Se remakes e a onda de nostalgia tem sido alguns dos propulsores da cultura pop, “Iluminadas” consegue homenagear os filmes de suspense e serial killer populares nos anos 1990. Baseada no livro homônimo de Lauren Beukes, a produção original da Apple TV+ conta com um elenco engajado para contar uma história de misoginia e investigação jornalística.

Criada por Silka Luisa, a série acompanha a jornada de Kirby (Elisabeth Moss), uma jornalista com futuro promissor que tem a vida virada de cabeça para baixo depois de ser atacada por Harper (Jamie Bell). Ao contrário de outras vítimas, a protagonista sobrevive e decide caçar o algoz. À medida em que investiga, ela percebe que existe uma conspiração muito maior do que imagina e conta com a ajuda de outro jornalista, Dan Velásquez (Wagner Moura), para desvendar seu caso e de outras mulheres.

Um quebra-cabeça dos anos 90

Para contar essa história, temos uma série de elementos que se complementam e tornam a história um grande quebra-cabeça para desvendarmos junto com Kirby. Suspense, mistério e viagem no tempo nos fisgam a cada episódio tornando as engrenagens que movimentam a trama atraentes e carregados de interrogações. Luisa conduz a narrativa como se nos deslocasse para dentro dos filmes de investigação dos anos 90. De “Se7en” a “O Colecionador de Ossos”; a coloração, a cenografia e o mistério nos remetem a esse tipo de produção.

“Iluminadas” se passa entre 1920 e o início dos anos 1990, o que, de certa forma, justifica a inspiração em tais filmes. A fotografia assinada por Bonnie Elliot (“Estado Zero”) e Robert McLachlan (“Lovecraft Country”) emula a escuridão e o perigo que Chicago poderia oferecer a uma mulher independente observada por um maníaco. Os planos com câmera no tripé, imagens escuras e as rimas visuais entre Kirby, as outras vítimas e Happer nos levam para dentro de uma sessão de Supercine comandada por mulheres.

Detalhes femininos

Elisabeth Moss assina dois episódios juntamente a Daina Reid (“The Handmaid’s Tale“) e Michelle MacLaren (única mulher a dirigir episódios de “Game of Thrones”) que revezam a direção no decorrer da temporada. A presença feminina massiva é um fator sintomático para contar uma narrativa sobre mulheres e a misoginia que nos assola. “Iluminadas” expõe o silenciamento imposto às vítimas de violência contra mulher e os traumas que esse tipo de situação apresenta. A direção é precisa em mostrar tudo isso por meio de detalhes visuais. Seja a mudança no corte de cabelo, a posição de uma caneca ou até mesmo a existência de um animal de estimação; tudo gera curiosidade e perguntas que mantém o espectador atento.
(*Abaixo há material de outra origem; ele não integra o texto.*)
//! # redb-backed Record Storage
//!
//! A disk-backed record store using the redb embedded database, providing:
//! - ACID transactions (each insert or update is one write transaction)
//! - Crash safety (copy-on-write B-trees)
//! - A single writer per database file (redb holds an exclusive lock)
//!
//! ## Layout
//!
//! Per collection, one row table (`id -> postcard bytes`) and one key index
//! (`natural key -> id`). A shared metadata table keeps the next identity.

use crate::store::RecordStore;
use crate::{Collection, RecordId, VintageError};
use redb::{Database, ReadableDatabase, ReadableTable, ReadableTableMetadata, TableDefinition};
use std::fmt::Display;
use std::path::Path;

type Rows = TableDefinition<'static, u64, &'static [u8]>;
type Index = TableDefinition<'static, &'static str, u64>;

const DATASET_ROWS: Rows = TableDefinition::new("datasets");
const DATASET_INDEX: Index = TableDefinition::new("datasets_by_key");
const SERIES_ROWS: Rows = TableDefinition::new("series");
const SERIES_INDEX: Index = TableDefinition::new("series_by_key");
const CATEGORY_ROWS: Rows = TableDefinition::new("categories");
const CATEGORY_INDEX: Index = TableDefinition::new("categories_by_key");

/// Table for metadata: key string -> value u64
const METADATA: TableDefinition<&str, u64> = TableDefinition::new("metadata");

const NEXT_ID: &str = "next_record_id";

const fn tables(collection: Collection) -> (Rows, Index) {
    match collection {
        Collection::Datasets => (DATASET_ROWS, DATASET_INDEX),
        Collection::Series => (SERIES_ROWS, SERIES_INDEX),
        Collection::Categories => (CATEGORY_ROWS, CATEGORY_INDEX),
    }
}

fn storage(e: impl Display) -> VintageError {
    VintageError::Storage(e.to_string())
}

/// A disk-backed record store using redb.
pub struct RedbStore {
    /// The redb database handle.
    db: Database,
    /// Next available record identity.
    next_id: u64,
}

impl std::fmt::Debug for RedbStore {
    fn fmt(&self, f: &mut std::fmt::Formatter<'_>) -> std::fmt::Result {
        f.debug_struct("RedbStore")
            .field("next_id", &self.next_id)
            .finish_non_exhaustive()
    }
}

impl RedbStore {
    /// Open or create a record database at the given path.
    pub fn open(path: impl AsRef<Path>) -> Result<Self, VintageError> {
        let db = Database::create(path.as_ref()).map_err(storage)?;

        // Initialize tables if they don't exist
        {
            let write_txn = db.begin_write().map_err(storage)?;
            for collection in Collection::ALL {
                let (rows, index) = tables(collection);
                write_txn.open_table(rows).map_err(storage)?;
                write_txn.open_table(index).map_err(storage)?;
            }
            write_txn.open_table(METADATA).map_err(storage)?;
            write_txn.commit().map_err(storage)?;
        }

        let next_id = {
            let read_txn = db.begin_read().map_err(storage)?;
            let table = read_txn.open_table(METADATA).map_err(storage)?;
            table
                .get(NEXT_ID)
                .map_err(storage)?
                .map(|v| v.value())
                .unwrap_or(0)
        };

        tracing::debug!(path = %path.as_ref().display(), next_id, "opened redb store");
        Ok(Self { db, next_id })
    }

    /// Compact the database file.
    pub fn compact(&mut self) -> Result<bool, VintageError> {
        self.db.compact().map_err(storage)
    }

    /// Identity the next insert will receive.
    #[must_use]
    pub const fn next_id(&self) -> u64 {
        self.next_id
    }
}

// =============================================================================
// RECORDSTORE TRAIT IMPLEMENTATION
// =============================================================================

impl RecordStore for RedbStore {
    fn find_by_key(
        &self,
        collection: Collection,
        key: &str,
    ) -> Result<Option<(RecordId, Vec<u8>)>, VintageError> {
        let (rows, index) = tables(collection);
        let read_txn = self.db.begin_read().map_err(storage)?;

        let index_table = read_txn.open_table(index).map_err(storage)?;
        let Some(id) = index_table.get(key).map_err(storage)?.map(|v| v.value()) else {
            return Ok(None);
        };

        let rows_table = read_txn.open_table(rows).map_err(storage)?;
        let bytes = rows_table
            .get(id)
            .map_err(storage)?
            .map(|v| v.value().to_vec())
            .ok_or_else(|| {
                VintageError::Storage(format!(
                    "{collection}: key {key} points at missing record #{id}"
                ))
            })?;
        Ok(Some((RecordId(id), bytes)))
    }

    fn get(&self, collection: Collection, id: RecordId) -> Result<Option<Vec<u8>>, VintageError> {
        let (rows, _) = tables(collection);
        let read_txn = self.db.begin_read().map_err(storage)?;
        let rows_table = read_txn.open_table(rows).map_err(storage)?;
        let bytes = rows_table
            .get(id.0)
            .map_err(storage)?
            .map(|v| v.value().to_vec());
        Ok(bytes)
    }

    fn insert(
        &mut self,
        collection: Collection,
        key: &str,
        payload: &[u8],
    ) -> Result<RecordId, VintageError> {
        let (rows, index) = tables(collection);
        let id = self.next_id;
        let next_id = id.saturating_add(1);

        let write_txn = self.db.begin_write().map_err(storage)?;
        {
            let mut index_table = write_txn.open_table(index).map_err(storage)?;
            if index_table.get(key).map_err(storage)?.is_some() {
                return Err(VintageError::DuplicateKey {
                    collection,
                    key: key.to_string(),
                });
            }
            index_table.insert(key, id).map_err(storage)?;

            let mut rows_table = write_txn.open_table(rows).map_err(storage)?;
            rows_table.insert(id, payload).map_err(storage)?;

            let mut meta_table = write_txn.open_table(METADATA).map_err(storage)?;
            meta_table.insert(NEXT_ID, next_id).map_err(storage)?;
        }
        write_txn.commit().map_err(storage)?;

        // Update in-memory state only after successful commit.
        self.next_id = next_id;
        Ok(RecordId(id))
    }

    fn update(
        &mut self,
        collection: Collection,
        id: RecordId,
        payload: &[u8],
    ) -> Result<(), VintageError> {
        let (rows, _) = tables(collection);
        let write_txn = self.db.begin_write().map_err(storage)?;
        {
            let mut rows_table = write_txn.open_table(rows).map_err(storage)?;
            if rows_table.get(id.0).map_err(storage)?.is_none() {
                return Err(VintageError::RecordNotFound { collection, id });
            }
            rows_table.insert(id.0, payload).map_err(storage)?;
        }
        write_txn.commit().map_err(storage)?;
        Ok(())
    }

    fn count(&self, collection: Collection) -> Result<usize, VintageError> {
        let (rows, _) = tables(collection);
        let read_txn = self.db.begin_read().map_err(storage)?;
        let rows_table = read_txn.open_table(rows).map_err(storage)?;
        let count = rows_table.len().map_err(storage)?;
        Ok(count as usize)
    }

    fn keys(&self, collection: Collection) -> Result<Vec<String>, VintageError> {
        let (_, index) = tables(collection);
        let read_txn = self.db.begin_read().map_err(storage)?;
        let index_table = read_txn.open_table(index).map_err(storage)?;

        let mut keys = Vec::new();
        for entry in index_table.iter().map_err(storage)? {
            let (key, _) = entry.map_err(storage)?;
            keys.push(key.value().to_string());
        }
        Ok(keys)
    }
}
À medida que a jornada de Kirby se torna mais clara, o seriado adquire camadas que a elevam ao patamar de outros mistérios bem arquitetados nos últimos anos como “Westworld” e “Dark”. Assim como a série alemã, tudo está conectado e, conforme as peças se complementam, nossas perguntas encontram respostas, que conduzem a questionamentos maiores.

Elenco de milhões

Um dos maiores acertos de “Iluminadas”, contudo, é o seu elenco. Elisabeth Moss, mais uma vez, brilha e mostra a razão de ser uma das atrizes mais bem quistas da televisão. Sua Kirby lembra em muitos momentos a detetive que interpreta em “Top of the Lake” alinhada a angústia de alguém que está fora de seu tempo e presa aos traumas ocasionados pela misoginia. Enquanto isso, Jamie Bell tem uma presença assustadora, conseguindo impor medo apesar de suas poucas palavras. No entanto, quem rouba a cena é Wagner Moura.
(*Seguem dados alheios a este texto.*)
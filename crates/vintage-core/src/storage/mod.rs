//! # Storage Backends
//!
//! Persistent `RecordStore` implementations and the backend switch used by
//! the binary.

mod backend;
mod redb_store;

pub use backend::StorageBackend;
pub use redb_store::RedbStore;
O ator baiano traz um pouco da ginga brasileira para o seu personagem por meio das camisas de “Os Mutantes” e os diálogos em português com o filho. O que chama atenção, contudo, é a sensibilidade que sua persona carrega, conseguindo oferecer a Kirby a confiança que esta necessita.  Multifacetado, o jornalista suscita ainda discussões em torno da integridade e ética jornalística somado a problemática do alcoolismo e a missão de cuidar do filho adolescente sozinho. É uma pena, justamente por esse olhar enriquecedor trazido a trama, que seu final deixe um gosto agridoce para uma produção com muito mais acertos que erros.

“Iluminadas” é uma produção cheia de reviravoltas e dualidades. O mistério intrigante, os personagens bem construídos e interpretados e o olhar feminino técnico tornam a narrativa viciante. Tudo isso aponta ainda para a qualidade das produções seriadas da Apple TV+, parece que finalmente a HBO tem uma concorrente à altura.